A theme strand has developed in how I view virtual worlds and metaverses. It has formed from online and multiplayer gaming but been flavoured by my work environment (As with all these posts these are merely my opinions not those of the IBM). That theme is about performing, about the nature of the live performance as opposed to the crafted and edited kind.
What are the opportunities to benefit from live expressions of knowledge, talent and ideas? How does this change the perception of a metaverse environment when it is regarded as a performance medium as much as a canvas for fixed assets to be displayed?
I think there are two main ways people express themselves through their actions. The first is the product of their actions, something manufactured, crafted and delivered for other people to use. The other is through live performance actions of some kind.
Metaverses and virtual worlds are as much about live performance as they are about manufacturing and creating content.
Manufacturing is one where varying amounts of time and work together with others leads to an end result. This is a business sense is product or piece of software. It is also the same pattern that we can apply to many authoring processes. This blog post is a product of some thought, time and effort to formulate an idea, as is a book, a newspaper or a television report.
I believe that to many people Metaverses are looked at in this respect. Can we build a place in a virtual world? Can we initiate a project? Can we make/sell some things? This is very much the way the web has worked up to now. This is the web as a publishing medium. It is the product of someone or some group actions that is delivered and then consumed or purchased.
Gamers may well take a different perspective on performance. When you engage with a game and with people online you are becoming a live performer. Whether you are engaging in a first person shooter as part of a squad or in a deathmatch or performing a quest in a MMO, much of what you do is live. It requires a combination of mental and physical actions at the right point in time. The environment and its restrictions help guide that performance. The amount of skill, talent and practice required varies depending on the mechanics of the game. You are performing, if you don’t perform well or if those around you perform better you loose. This is encapsulated in the few seconds of a virtua fighter/tekken/Dead or alive head to head as much as a long running mission or quest. The performance may be against others or against a system. Its still live in most cases.
It has occurred to me over the past year that much of what I end up doing is live performance. Having a software development background I still have my roots in the production of things, in the crafting of a solution to a problem.
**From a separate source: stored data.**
//! The remote operations the deployer consumes.
//!
//! Everything that touches a portal goes through the [`Portal`] trait: fetching the
//! source Solution, creating the destination folder and items, reprojecting the
//! organization extent, and the two lookups the map extractor needs. The deployer
//! never retries; timeouts and retry policy belong to the implementation.
//!
//! Two implementations ship with the crate:
//! - [`memory::InMemoryPortal`] keeps a whole organization in memory and can load and
//!   save it as a JSON snapshot. Tests and `soldeploy --portal-file` use it.
//! - [`rest::RestPortal`] talks to an ArcGIS Online / Enterprise `sharing/rest` API.
//!
//! Methods return boxed futures so the trait stays object safe and the deployer can
//! work against `&dyn Portal`.

pub mod memory;
pub mod rest;

use futures::future::BoxFuture;
use serde::{Deserialize, Serialize};
use serde_json::{Map, Value};

use crate::core::{ItemMetadata, ItemPayload};

pub use memory::{InMemoryPortal, PortalEvent, PortalOperation, PortalSnapshot};
pub use rest::{Credentials, RestPortal};

/// Boxed result future returned by every [`Portal`] operation.
pub type PortalFuture<'a, T> = BoxFuture<'a, anyhow::Result<T>>;

/// Well-known id of the geographic (WGS84) spatial reference.
pub const WGS84_WKID: u32 = 4326;

/// Spatial reference of an extent.
#[derive(Debug, Clone, Copy, Default, PartialEq, Serialize, Deserialize)]
#[serde(rename_all = "camelCase")]
pub struct SpatialReference {
    #[serde(default, skip_serializing_if = "Option::is_none")]
    pub wkid: Option<u32>,
    #[serde(default, skip_serializing_if = "Option::is_none")]
    pub latest_wkid: Option<u32>,
}

impl SpatialReference {
    pub const fn wkid(wkid: u32) -> Self {
        Self {
            wkid: Some(wkid),
            latest_wkid: None,
        }
    }

    /// `latestWkid` when present, else `wkid`.
    pub fn effective_wkid(&self) -> Option<u32> {
        self.latest_wkid.or(self.wkid)
    }
}

/// Axis-aligned envelope.
#[derive(Debug, Clone, Copy, Default, PartialEq, Serialize, Deserialize)]
#[serde(rename_all = "camelCase")]
pub struct Extent {
    pub xmin: f64,
    pub ymin: f64,
    pub xmax: f64,
    pub ymax: f64,
    #[serde(default, skip_serializing_if = "Option::is_none")]
    pub spatial_reference: Option<SpatialReference>,
}

impl Extent {
    pub fn wkid(&self) -> Option<u32> {
        self.spatial_reference.and_then(|sr| sr.effective_wkid())
    }

    /// `"xmin,ymin,xmax,ymax"`, the form item metadata uses.
    pub fn to_bbox_string(&self) -> String {
        format!("{},{},{},{}", self.xmin, self.ymin, self.xmax, self.ymax)
    }
}

#[derive(Debug, Clone, Default, PartialEq, Serialize, Deserialize)]
pub struct ServiceUrl {
    pub url: String,
}

#[derive(Debug, Clone, Default, PartialEq, Serialize, Deserialize)]
pub struct HelperServices {
    #[serde(default, skip_serializing_if = "Option::is_none")]
    pub geometry: Option<ServiceUrl>,
    #[serde(flatten)]
    pub extra: Map<String, Value>,
}

/// The target organization's self description (`portals/self`).
#[derive(Debug, Clone, Default, PartialEq, Serialize, Deserialize)]
#[serde(rename_all = "camelCase")]
pub struct PortalDescriptor {
    #[serde(default)]
    pub is_portal: bool,
    #[serde(default)]
    pub default_extent: Extent,
    #[serde(default)]
    pub helper_services: HelperServices,
    #[serde(default, skip_serializing_if = "Option::is_none")]
    pub url_key: Option<String>,
    #[serde(default, skip_serializing_if = "Option::is_none")]
    pub custom_base_url: Option<String>,
    #[serde(flatten)]
    pub extra: Map<String, Value>,
}

impl PortalDescriptor {
    /// `https://<urlKey>.<customBaseUrl>` when the organization has both.
    pub fn organization_base_url(&self) -> Option<String> {
        match (self.url_key.as_deref(), self.custom_base_url.as_deref()) {
            (Some(key), Some(base)) if !key.is_empty() && !base.is_empty() => {
                Some(format!("https://{key}.{base}"))
            }
            _ => None,
        }
    }
}

/// The acting user.
#[derive(Debug, Clone, Default, PartialEq, Serialize, Deserialize)]
pub struct User {
    pub username: String,
    #[serde(flatten)]
    pub extra: Map<String, Value>,
}

#[derive(Debug, Clone, Default, PartialEq, Eq, Serialize, Deserialize)]
pub struct Folder {
    pub id: String,
    pub title: String,
    #[serde(default, skip_serializing_if = "Option::is_none")]
    pub username: Option<String>,
}

/// Outcome of a folder creation request.
#[derive(Debug, Clone, PartialEq, Eq)]
pub enum FolderCreation {
    Created(Folder),
    /// The user already has a folder with this title.
    TitleTaken,
}

/// Identity of a newly created item.
#[derive(Debug, Clone, Default, PartialEq, Eq, Serialize, Deserialize)]
pub struct CreatedItem {
    pub id: String,
    #[serde(default, skip_serializing_if = "Option::is_none")]
    pub url: Option<String>,
}

/// Response of a service endpoint (`<serviceUrl>?f=json`).
#[derive(Debug, Clone, Default, PartialEq, Eq, Serialize, Deserialize)]
#[serde(rename_all = "camelCase")]
pub struct ServiceInfo {
    #[serde(default)]
    pub service_item_id: Option<String>,
}

/// Remote operations used by the deployer and the kind processors.
pub trait Portal: Send + Sync {
    /// Base URL of the portal the session is bound to.
    fn portal_url(&self) -> &str;

    fn fetch_item_base<'a>(&'a self, id: &'a str) -> PortalFuture<'a, ItemMetadata>;

    fn fetch_item_data<'a>(&'a self, id: &'a str) -> PortalFuture<'a, Value>;

    fn fetch_portal_descriptor(&self) -> PortalFuture<'_, PortalDescriptor>;

    fn fetch_current_user(&self) -> PortalFuture<'_, User>;

    fn fetch_user_folders(&self) -> PortalFuture<'_, Vec<Folder>>;

    fn create_folder<'a>(&'a self, title: &'a str) -> PortalFuture<'a, FolderCreation>;

    fn reproject_extent<'a>(
        &'a self,
        extent: &'a Extent,
        out_wkid: u32,
        geometry_service_url: &'a str,
    ) -> PortalFuture<'a, Extent>;

    fn create_item<'a>(
        &'a self,
        payload: &'a ItemPayload,
        folder_id: &'a str,
    ) -> PortalFuture<'a, CreatedItem>;

    fn update_item<'a>(
        &'a self,
        id: &'a str,
        payload: &'a ItemPayload,
        folder_id: &'a str,
    ) -> PortalFuture<'a, ()>;

    fn lookup_service_info<'a>(&'a self, url: &'a str) -> PortalFuture<'a, ServiceInfo>;

    /// Whether the acting user administers the item.
    fn check_is_administrator<'a>(&'a self, item_id: &'a str) -> PortalFuture<'a, bool>;
}
//! Destination folder naming.
//!
//! The folder is named after the Solution. When that title is taken the first free
//! name of `"<title> 1"`, `"<title> 2"`, ... is used. Another client may claim the
//! chosen name between listing and creating, so a [`FolderCreation::TitleTaken`]
//! answer marks the name as used and the next candidate is tried.

use anyhow::{Result, bail};
use std::collections::HashSet;
use tracing::debug;

use crate::portal::{Folder, FolderCreation, Portal};

/// Upper bound on creation attempts before giving up.
const MAX_FOLDER_ATTEMPTS: usize = 100;

/// `title` with the smallest non-negative suffix not in `taken`.
///
/// Suffix 0 is the bare title.
pub fn unique_folder_name(title: &str, taken: &HashSet<String>) -> String {
    if !taken.contains(title) {
        return title.to_string();
    }
    (1..)
        .map(|n| format!("{title} {n}"))
        .find(|candidate| !taken.contains(candidate))
        .unwrap_or_else(|| title.to_string())
}

/// Create a folder named after `title`, avoiding the titles in `existing`.
pub async fn create_unique_folder(
    portal: &dyn Portal,
    title: &str,
    existing: &[Folder],
) -> Result<Folder> {
    let mut taken: HashSet<String> = existing.iter().map(|folder| folder.title.clone()).collect();

    for _ in 0..MAX_FOLDER_ATTEMPTS {
        let name = unique_folder_name(title, &taken);
        match portal.create_folder(&name).await? {
            FolderCreation::Created(folder) => return Ok(folder),
            FolderCreation::TitleTaken => {
                debug!("Folder title '{}' was taken, trying the next suffix", name);
                taken.insert(name);
            }
        }
    }

    bail!("No free folder title for '{title}' after {MAX_FOLDER_ATTEMPTS} attempts")
}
I also appreciate the balance of pure logical science and designing by the numbers with that of a creative flair and the art of programming. In live performance it is the latter that has to come to the fore. Having something to tell people, but delivering that in a way that helps them, adjusting to live questions, hecklers and technical problems is all a live performance set of skills.
So is performing live really any different in concept whether on stage presenting in real life, selling a product face to face, presenting in a virtual world, aiming a sniper rifle in an FPS, playing in a band onstage or having a tv interview?
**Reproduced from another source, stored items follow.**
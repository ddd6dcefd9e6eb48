//! User-wide deployer configuration (`~/.soldeploy/config.toml`).
//!
//! The file holds the target portal and its token, so it belongs to the user and is
//! never part of a project. A missing file is not an error; every key has a default.
//!
//! ```toml
//! max_concurrency = 4
//!
//! [portal]
//! url = "https://myorg.maps.arcgis.com"
//! token = "..."
//! timeout_secs = 60
//!
//! # Seed values for the substitution dictionary
//! [dictionary]
//! region = "north"
//! ```

use anyhow::{Context, Result, anyhow};
use serde::{Deserialize, Serialize};
use serde_json::{Map, Value};
use std::path::{Path, PathBuf};
use std::time::Duration;
use tokio::fs;

use crate::deployer::DEFAULT_MAX_CONCURRENCY;
use crate::portal::Credentials;

/// Environment variable naming an alternative config file.
pub const CONFIG_PATH_ENV: &str = "SOLDEPLOY_CONFIG";
/// Environment variable overriding `[portal] token`.
pub const TOKEN_ENV: &str = "SOLDEPLOY_TOKEN";

/// `[portal]` table.
#[derive(Debug, Clone, Default, PartialEq, Eq, Serialize, Deserialize)]
pub struct PortalConfig {
    #[serde(default, skip_serializing_if = "Option::is_none")]
    pub url: Option<String>,
    /// Access token. Prefer the `SOLDEPLOY_TOKEN` environment variable.
    #[serde(default, skip_serializing_if = "Option::is_none")]
    pub token: Option<String>,
    #[serde(default, skip_serializing_if = "Option::is_none")]
    pub timeout_secs: Option<u64>,
}

#[derive(Debug, Clone, PartialEq, Serialize, Deserialize)]
pub struct DeployerConfig {
    /// Item creations allowed in flight at once.
    #[serde(default = "default_max_concurrency")]
    pub max_concurrency: usize,

    #[serde(default)]
    pub portal: PortalConfig,

    /// Values seeded into every run's substitution dictionary.
    #[serde(default, skip_serializing_if = "Map::is_empty")]
    pub dictionary: Map<String, Value>,
}

const fn default_max_concurrency() -> usize {
    DEFAULT_MAX_CONCURRENCY
}

impl Default for DeployerConfig {
    fn default() -> Self {
        Self {
            max_concurrency: DEFAULT_MAX_CONCURRENCY,
            portal: PortalConfig::default(),
            dictionary: Map::new(),
        }
    }
}

impl DeployerConfig {
    /// Load from the default location, or defaults when the file does not exist.
    pub async fn load() -> Result<Self> {
        Self::load_with_optional(None).await
    }

    /// Load from `path` when given, else from [`default_path`](Self::default_path).
    pub async fn load_with_optional(path: Option<PathBuf>) -> Result<Self> {
        let path = match path {
            Some(path) => path,
            None => Self::default_path()?,
        };
        if path.exists() {
            Self::load_from(&path).await
        } else {
            tracing::debug!("No config at {}, using defaults", path.display());
            Ok(Self::default())
        }
    }

    pub async fn load_from(path: &Path) -> Result<Self> {
        let content = fs::read_to_string(path)
            .await
            .with_context(|| format!("Failed to read config from {}", path.display()))?;
        let mut config: Self = toml::from_str(&content)
            .with_context(|| format!("Failed to parse config from {}", path.display()))?;
        config.max_concurrency = config.max_concurrency.max(1);
        Ok(config)
    }

    /// Write the configuration, creating parent directories.
    pub async fn save_to(&self, path: &Path) -> Result<()> {
        if let Some(parent) = path.parent() {
            fs::create_dir_all(parent).await.with_context(|| {
                format!("Failed to create config directory: {}", parent.display())
            })?;
        }

        let content = toml::to_string_pretty(self).context("Failed to serialize config")?;
        fs::write(path, content)
            .await
            .with_context(|| format!("Failed to write config to {}", path.display()))?;

        // The file may hold a token.
        #[cfg(unix)]
        {
            use std::os::unix::fs::PermissionsExt;

            let mut perms = fs::metadata(path)
                .await
                .with_context(|| format!("Failed to read permissions for {}", path.display()))?
                .permissions();
            perms.set_mode(0o600);
            fs::set_permissions(path, perms).await.with_context(|| {
                format!("Failed to set permissions on {}", path.display())
            })?;
        }

        Ok(())
    }

    /// `$SOLDEPLOY_CONFIG`, else `~/.soldeploy/config.toml`.
    pub fn default_path() -> Result<PathBuf> {
        if let Ok(path) = std::env::var(CONFIG_PATH_ENV)
            && !path.is_empty()
        {
            return Ok(PathBuf::from(path));
        }

        let home = dirs::home_dir().ok_or_else(|| anyhow!("Unable to determine home directory"))?;
        Ok(home.join(".soldeploy").join("config.toml"))
    }

    /// Token from `SOLDEPLOY_TOKEN`, else from the file.
    pub fn token(&self) -> Option<String> {
        std::env::var(TOKEN_ENV)
            .ok()
            .filter(|token| !token.is_empty())
            .or_else(|| self.portal.token.clone())
    }

    pub fn timeout(&self) -> Option<Duration> {
        self.portal.timeout_secs.map(Duration::from_secs)
    }

    /// Credentials for the configured portal.
    pub fn credentials(&self) -> Result<Credentials> {
        let url = self.portal.url.as_deref().ok_or_else(|| {
            anyhow!("No portal configured; set [portal] url in the config file or use --portal-file")
        })?;
        Credentials::new(url, self.token())
    }
}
I am not suggesting that being a live performer is either better or worse than being a manufacturer. I am suggesting that a large part of both work and play involve the human aspects of live performance. Live performance offers adrenalin and a real time creative expression. This expression has been hidden away in games yet is accepted in sport, theatre, music and speaking engagements . The current Web revolution has let more and more people explore both their manufacturing capability (blogs, flickr and any user generated content.). It has also unleashed more performers willing to interact with a live audience in some way. The number of streaming media services and live web based TV programmes as well as the raw footage pumped to youtube are all flavours of this.
Non game virtual worlds or metaverses cross both ideas. When approached with only one or other of those ideas much of the benefit of these environments it lost.
I can represent an idea by both collaboratively building a place and by being in that place to discuss things live with others. It is neither pure manufacturing nor pure performance, but a blend of both. The performance may be 100% manufactured in having a message to get across, or a more free flowing improvisation, but its communicating live withe an people.
e.g. I attended the metaversed geek meet in Second Life as a speaker. I talked about our internal metaverse work and answered questions. I shared the bill with some other speakers. It was not a live performance as much as any other. The risks of saying the wrong thing, or not going down well, or being heckled where all the same as if I was addressing the same group live in real life.
A guitar allows a performer to recreate published content created by another. The instrument has some restrictions, some expected uses. It is able to be used for both a performance that is later edited and crafted and for a live performance with risk of error. It is also able to be used to create new content, either live or for manufacturing a result.
Replace guitar with 3d virtual world/Metaverse in the paragraph above. Replace it with product brochure or marketing message that a salesperson may use and it still holds true.
I maintain that Web 2 is Web Do, and in a Metaverse people are the content. There is room in all these social and technology platfroms for both business and play. There is also room for people who only want to perform and who only want to manufacture. I do think that the boundary between the two is an interesting place. Where these boundaries form there is often creativity, innovation and business opportunities.
Eric Rice recently referred to a much used non-game public Metaverse as MMOP, Massively Multiplayer Online Photoshop. I think I may borrow the MMOP though and make that Massively Multiplayer Online Performance Platform (MMOPP)
So good luck to all those live performers out there, break a virtual leg. I will be in my trailer if you need me.